Supplied data:
:::

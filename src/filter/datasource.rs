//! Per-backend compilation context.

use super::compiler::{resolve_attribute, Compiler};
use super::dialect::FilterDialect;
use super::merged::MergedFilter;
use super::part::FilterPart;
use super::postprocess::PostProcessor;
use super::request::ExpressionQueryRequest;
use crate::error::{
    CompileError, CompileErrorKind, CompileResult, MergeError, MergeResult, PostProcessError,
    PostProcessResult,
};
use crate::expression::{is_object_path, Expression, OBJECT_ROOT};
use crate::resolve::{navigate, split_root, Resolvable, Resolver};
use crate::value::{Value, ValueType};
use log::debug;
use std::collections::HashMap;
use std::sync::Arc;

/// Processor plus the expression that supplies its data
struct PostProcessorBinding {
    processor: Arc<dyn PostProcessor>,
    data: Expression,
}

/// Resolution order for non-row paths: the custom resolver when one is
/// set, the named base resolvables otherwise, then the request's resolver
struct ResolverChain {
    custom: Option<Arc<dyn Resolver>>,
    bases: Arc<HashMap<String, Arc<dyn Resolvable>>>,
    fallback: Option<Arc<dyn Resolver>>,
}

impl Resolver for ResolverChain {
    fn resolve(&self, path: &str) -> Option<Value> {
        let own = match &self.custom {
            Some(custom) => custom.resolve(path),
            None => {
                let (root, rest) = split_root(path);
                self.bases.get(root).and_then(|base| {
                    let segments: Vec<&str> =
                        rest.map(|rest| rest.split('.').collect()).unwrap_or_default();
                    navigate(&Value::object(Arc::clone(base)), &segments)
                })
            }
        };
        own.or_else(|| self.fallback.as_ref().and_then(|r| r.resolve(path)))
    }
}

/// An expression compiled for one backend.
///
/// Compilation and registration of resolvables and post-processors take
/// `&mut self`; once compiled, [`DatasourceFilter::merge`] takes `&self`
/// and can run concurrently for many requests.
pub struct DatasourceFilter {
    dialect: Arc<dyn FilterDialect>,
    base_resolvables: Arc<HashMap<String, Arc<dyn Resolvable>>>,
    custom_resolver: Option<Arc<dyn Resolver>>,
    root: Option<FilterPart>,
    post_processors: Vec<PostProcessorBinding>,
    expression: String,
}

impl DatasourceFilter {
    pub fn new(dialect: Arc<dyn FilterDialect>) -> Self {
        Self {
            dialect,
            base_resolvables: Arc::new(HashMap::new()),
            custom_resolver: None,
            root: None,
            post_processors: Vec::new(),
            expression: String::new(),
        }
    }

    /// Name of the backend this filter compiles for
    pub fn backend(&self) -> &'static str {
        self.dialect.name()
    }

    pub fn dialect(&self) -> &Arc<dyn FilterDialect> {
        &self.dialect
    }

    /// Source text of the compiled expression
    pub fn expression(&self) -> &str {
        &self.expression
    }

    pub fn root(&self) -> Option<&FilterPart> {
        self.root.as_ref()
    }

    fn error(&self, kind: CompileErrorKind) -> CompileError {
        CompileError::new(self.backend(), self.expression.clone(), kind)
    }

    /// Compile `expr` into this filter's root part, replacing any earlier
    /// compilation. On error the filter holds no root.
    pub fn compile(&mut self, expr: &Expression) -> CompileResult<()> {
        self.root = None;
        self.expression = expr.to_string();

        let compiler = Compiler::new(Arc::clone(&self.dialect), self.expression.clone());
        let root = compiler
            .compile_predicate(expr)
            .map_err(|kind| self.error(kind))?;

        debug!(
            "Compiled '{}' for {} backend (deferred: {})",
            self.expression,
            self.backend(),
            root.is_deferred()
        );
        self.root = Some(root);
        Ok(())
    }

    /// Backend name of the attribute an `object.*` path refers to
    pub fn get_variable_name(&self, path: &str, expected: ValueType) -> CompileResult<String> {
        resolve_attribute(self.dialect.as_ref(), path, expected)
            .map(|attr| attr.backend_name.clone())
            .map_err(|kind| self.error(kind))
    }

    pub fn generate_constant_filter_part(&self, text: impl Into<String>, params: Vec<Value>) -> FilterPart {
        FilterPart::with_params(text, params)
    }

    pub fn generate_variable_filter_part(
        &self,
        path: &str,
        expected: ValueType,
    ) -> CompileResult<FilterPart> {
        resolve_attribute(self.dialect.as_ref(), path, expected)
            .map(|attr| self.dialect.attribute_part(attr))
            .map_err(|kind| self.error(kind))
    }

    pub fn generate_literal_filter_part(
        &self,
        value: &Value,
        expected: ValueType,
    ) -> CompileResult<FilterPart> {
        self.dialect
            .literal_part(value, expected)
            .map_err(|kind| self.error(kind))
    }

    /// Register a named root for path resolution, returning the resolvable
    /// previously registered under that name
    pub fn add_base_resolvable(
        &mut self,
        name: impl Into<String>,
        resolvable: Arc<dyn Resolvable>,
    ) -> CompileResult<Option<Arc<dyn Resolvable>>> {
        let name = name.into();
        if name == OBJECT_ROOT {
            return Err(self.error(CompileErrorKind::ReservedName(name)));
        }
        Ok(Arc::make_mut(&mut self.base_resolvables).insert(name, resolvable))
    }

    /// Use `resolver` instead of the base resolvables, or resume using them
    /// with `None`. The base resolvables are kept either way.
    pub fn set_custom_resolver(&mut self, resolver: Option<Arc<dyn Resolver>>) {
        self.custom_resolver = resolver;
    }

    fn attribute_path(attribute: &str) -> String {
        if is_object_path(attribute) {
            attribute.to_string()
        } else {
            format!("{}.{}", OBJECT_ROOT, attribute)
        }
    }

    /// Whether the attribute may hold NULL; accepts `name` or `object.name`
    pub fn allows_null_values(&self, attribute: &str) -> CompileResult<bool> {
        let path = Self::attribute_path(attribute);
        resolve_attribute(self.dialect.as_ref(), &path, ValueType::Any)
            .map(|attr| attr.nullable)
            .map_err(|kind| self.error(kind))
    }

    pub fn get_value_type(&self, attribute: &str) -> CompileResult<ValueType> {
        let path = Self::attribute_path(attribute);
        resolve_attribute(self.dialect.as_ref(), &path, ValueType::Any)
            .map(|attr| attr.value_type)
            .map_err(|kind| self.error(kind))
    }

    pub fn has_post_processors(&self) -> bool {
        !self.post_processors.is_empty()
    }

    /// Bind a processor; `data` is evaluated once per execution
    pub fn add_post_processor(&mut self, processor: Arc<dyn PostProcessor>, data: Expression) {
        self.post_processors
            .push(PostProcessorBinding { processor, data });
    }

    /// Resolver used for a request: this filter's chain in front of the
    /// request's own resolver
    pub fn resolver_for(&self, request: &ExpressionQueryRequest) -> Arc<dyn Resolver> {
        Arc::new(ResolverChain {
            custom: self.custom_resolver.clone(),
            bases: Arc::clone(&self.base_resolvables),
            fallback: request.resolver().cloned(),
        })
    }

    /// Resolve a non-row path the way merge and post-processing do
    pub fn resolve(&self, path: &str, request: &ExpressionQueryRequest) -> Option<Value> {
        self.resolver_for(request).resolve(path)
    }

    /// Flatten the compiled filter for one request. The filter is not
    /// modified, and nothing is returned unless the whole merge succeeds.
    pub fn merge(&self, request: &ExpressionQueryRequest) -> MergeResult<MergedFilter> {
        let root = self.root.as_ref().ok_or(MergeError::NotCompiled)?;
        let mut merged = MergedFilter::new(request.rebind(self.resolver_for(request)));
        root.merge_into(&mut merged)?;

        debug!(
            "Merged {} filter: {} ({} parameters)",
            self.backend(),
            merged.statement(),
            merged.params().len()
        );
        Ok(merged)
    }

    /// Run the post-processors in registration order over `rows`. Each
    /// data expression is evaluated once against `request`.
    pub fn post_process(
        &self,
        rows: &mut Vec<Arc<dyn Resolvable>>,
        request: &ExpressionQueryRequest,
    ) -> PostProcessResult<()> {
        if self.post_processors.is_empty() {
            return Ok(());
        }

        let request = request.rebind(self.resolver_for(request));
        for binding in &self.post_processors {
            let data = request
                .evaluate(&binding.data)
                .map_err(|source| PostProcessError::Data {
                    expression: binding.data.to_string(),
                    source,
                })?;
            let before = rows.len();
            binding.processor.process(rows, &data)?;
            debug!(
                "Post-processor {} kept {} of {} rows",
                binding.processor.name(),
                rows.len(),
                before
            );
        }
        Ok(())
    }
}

:::

Extract from the listing above the lines between the line containing "Per-backend compilation context." and the line containing "bases: Arc<HashMap<String, Arc<dyn", keeping both of those lines. Output nothing else.

Expected answer:
//! Per-backend compilation context.

use super::compiler::{resolve_attribute, Compiler};
use super::dialect::FilterDialect;
use super::merged::MergedFilter;
use super::part::FilterPart;
use super::postprocess::PostProcessor;
use super::request::ExpressionQueryRequest;
use crate::error::{
    CompileError, CompileErrorKind, CompileResult, MergeError, MergeResult, PostProcessError,
    PostProcessResult,
};
use crate::expression::{is_object_path, Expression, OBJECT_ROOT};
use crate::resolve::{navigate, split_root, Resolvable, Resolver};
use crate::value::{Value, ValueType};
use log::debug;
use std::collections::HashMap;
use std::sync::Arc;

/// Processor plus the expression that supplies its data
struct PostProcessorBinding {
    processor: Arc<dyn PostProcessor>,
    data: Expression,
}

/// Resolution order for non-row paths: the custom resolver when one is
/// set, the named base resolvables otherwise, then the request's resolver
struct ResolverChain {
    custom: Option<Arc<dyn Resolver>>,
    bases: Arc<HashMap<String, Arc<dyn Resolvable>>>,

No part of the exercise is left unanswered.